For me, I know I need to tackle this in multiple ways - I need to be very mindful of what energy I have available; I need to recognise which additional tasks ask more of me; and I have be selective with the spoons I offer away; but I also have to recognise that I have a lot of hard work on the things which add the emotional tax on each task. Grocery shopping is a practical activity which comes attached with emotional stress. That’s not something which can be solved through time management and thinking about spoons - I need to work with a therapist to challenge some of the deeply held beliefs I have on my own value and self-worth, on who I look to validation from, why I hold myself up to such impossible standards, and why I don’t find it easy to accept help - perhaps spoons from others.

It feels like there’s so little in the way of holistic support for emotional growth for adults. “lifehacks” give us suggestions like “use a list to prioritise your tasks”, but they rarely address how to deal with all of the things you de-prioritised that still need doing. Articles around confidence say “shift your mindset and don’t listen to the shoulds”, as if a mindset is a lever you can push from left to right. Therapy provides a fantastic space to interrogate and understand what might be causing some of these shoulds, and helps you to challenge tightly held beliefs or unhelpful patterns, but it takes months of work to start seeing the changes. And for me - each of these steps to improve things are yet another task, another spoon-taking item on the todo-list - and when I’m already depleted, even seeking help is often beyond the energy I have. 

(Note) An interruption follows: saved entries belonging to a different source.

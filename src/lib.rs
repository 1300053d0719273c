// ABOUTME: Main library module for the stagehand task graph engine
// ABOUTME: Exports all core modules and provides the public API

pub mod engine;
pub mod graph;
pub mod tasks;

// Re-export commonly used types
pub use engine::{
    Command, CommandEngine, ControlLoop, DecisionEnginePlan, FailureTracker, GraphReport,
    GraphSource, GraphStatus, ImmediateEngine, KnownValues, SuspensionHook, TaskStatus,
};
pub use graph::{Behavior, GraphError, Task, TaskGraph, TaskId};

// Error handling
pub type Result<T> = anyhow::Result<T>;

// Version information
pub const VERSION: &str = env!("CARGO_PKG_VERSION");
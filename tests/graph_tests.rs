// ABOUTME: Integration tests for graph composition and execution ordering
// ABOUTME: Verifies the algebra produces schedules that honor the partial order

use std::sync::Arc;

use stagehand::engine::{DecisionEnginePlan, GraphStatus, ImmediateEngine, KnownValues};
use stagehand::graph::{GraphError, TaskGraph};

mod common;
use common::{logging_task, OrderLog};

#[tokio::test]
async fn test_linear_chain_runs_in_order() {
    let log = OrderLog::new();
    let first = logging_task("first", &log, vec![]);
    let second = logging_task("second", &log, vec![]);
    let third = logging_task("third", &log, vec![]);

    let mut graph = TaskGraph::from_task(first.clone())
        .union(TaskGraph::from_task(second.clone()))
        .unwrap()
        .union(TaskGraph::from_task(third.clone()))
        .unwrap();
    graph.add_dependency(&second, &first).unwrap();
    graph.add_dependency(&third, &second).unwrap();

    let mut known = KnownValues::new();
    let report = DecisionEnginePlan::new()
        .run(graph, &mut known, Arc::new(ImmediateEngine))
        .await
        .unwrap();

    assert_eq!(report.status, GraphStatus::Finished);
    assert_eq!(log.entries(), vec!["first", "second", "third"]);
}

#[tokio::test]
async fn test_depends_on_runs_other_graph_first() {
    let log = OrderLog::new();
    let a1 = logging_task("a1", &log, vec![]);
    let a2 = logging_task("a2", &log, vec![]);
    let b1 = logging_task("b1", &log, vec![]);
    let b2 = logging_task("b2", &log, vec![]);

    let upper = TaskGraph::from_task(a1)
        .union(TaskGraph::from_task(a2))
        .unwrap();
    let lower = TaskGraph::from_task(b1)
        .union(TaskGraph::from_task(b2))
        .unwrap();
    let graph = upper.depends_on(lower).unwrap();

    let mut known = KnownValues::new();
    let report = DecisionEnginePlan::new()
        .run(graph, &mut known, Arc::new(ImmediateEngine))
        .await
        .unwrap();
    assert_eq!(report.status, GraphStatus::Finished);

    for b in ["b1", "b2"] {
        for a in ["a1", "a2"] {
            assert!(
                log.position(b) < log.position(a),
                "{b} must run before {a}: {:?}",
                log.entries()
            );
        }
    }
}

#[tokio::test]
async fn test_is_depended_on_by_runs_self_first() {
    let log = OrderLog::new();
    let setup = logging_task("setup", &log, vec![]);
    let work = logging_task("work", &log, vec![]);

    let graph = TaskGraph::from_task(setup)
        .is_depended_on_by(TaskGraph::from_task(work))
        .unwrap();

    let mut known = KnownValues::new();
    DecisionEnginePlan::new()
        .run(graph, &mut known, Arc::new(ImmediateEngine))
        .await
        .unwrap();

    assert_eq!(log.entries(), vec!["setup", "work"]);
}

#[tokio::test]
async fn test_chained_composition_schedules_every_layer() {
    let log = OrderLog::new();
    let final_task = logging_task("final", &log, vec![]);
    let middle = logging_task("middle", &log, vec![]);
    let start = logging_task("start", &log, vec![]);

    // suggested composition style: later stages declared first
    let graph = TaskGraph::from_task(final_task)
        .depends_on(TaskGraph::from_task(middle))
        .unwrap()
        .depends_on(TaskGraph::from_task(start))
        .unwrap();

    let mut known = KnownValues::new();
    let report = DecisionEnginePlan::new()
        .run(graph, &mut known, Arc::new(ImmediateEngine))
        .await
        .unwrap();

    assert_eq!(report.summary.finished_tasks, 3);
    assert!(log.position("start") < log.position("middle"));
    assert!(log.position("middle") < log.position("final"));
}

#[tokio::test]
async fn test_simultaneously_ready_tasks_start_in_insertion_order() {
    let log = OrderLog::new();
    let a = logging_task("a", &log, vec![]);
    let b = logging_task("b", &log, vec![]);
    let c = logging_task("c", &log, vec![]);

    // no dependencies: all three are ready at once, so the only ordering
    // left is the scheduler's insertion-order tie-break
    let graph = TaskGraph::from_task(a)
        .union(TaskGraph::from_task(b))
        .unwrap()
        .union(TaskGraph::from_task(c))
        .unwrap();

    let mut known = KnownValues::new();
    let report = DecisionEnginePlan::new()
        .run(graph, &mut known, Arc::new(ImmediateEngine))
        .await
        .unwrap();

    assert_eq!(report.status, GraphStatus::Finished);
    assert_eq!(log.entries(), vec!["a", "b", "c"]);
}

#[test]
fn test_composition_loop_is_rejected() {
    let log = OrderLog::new();
    let a = logging_task("a", &log, vec![]);
    let b = logging_task("b", &log, vec![]);

    let mut graph = TaskGraph::from_task(a.clone())
        .union(TaskGraph::from_task(b.clone()))
        .unwrap();
    graph.add_dependency(&a, &b).unwrap();

    let err = graph.add_dependency(&b, &a).unwrap_err();
    assert!(matches!(err, GraphError::CycleDetected { .. }));
}

#[test]
fn test_graph_depending_on_itself_is_rejected() {
    let log = OrderLog::new();
    let t = logging_task("t", &log, vec![]);

    let err = TaskGraph::from_task(t.clone())
        .depends_on(TaskGraph::from_task(t))
        .unwrap_err();
    assert!(matches!(err, GraphError::CycleDetected { .. }));
}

That’s why we (as the collective community of people advocating for better mental health) so often say “just give yourself a break”, rather than providing tangible actions to take or techniques to follow. Because it’s hard. It take a lifetime of investment and work, but it can only start with being gentle with ourselves. Mental health isn’t something you ‘fix’. It’s certainly not something you think about one day of the year. It’s needs to be life-long investment in ourselves. Mental  health at work likewise, work is such a big part of our lives, especially for the self-employed, that if your own mental health isn’t a critical part of your business plan, if it isn’t up there on the “essential” list, you don’t have a sustainable business.

It isn’t about having to commit hours of time every week, or hundreds of pounds in software or counselling - but rather a foundation of how you work, a consideration for how you design what you do. I don’t have all the answers, but I do know that making it an active part of your work, rather than something to worry about when/if things get bad, is always going to be easier than running out of spoons all together.

I also know I take way too much on my own shoulders and don’t find it easy to accept help or let others in - which holds me back in so many ways. But at least now I’m aware of that - and being aware is a very good place to start.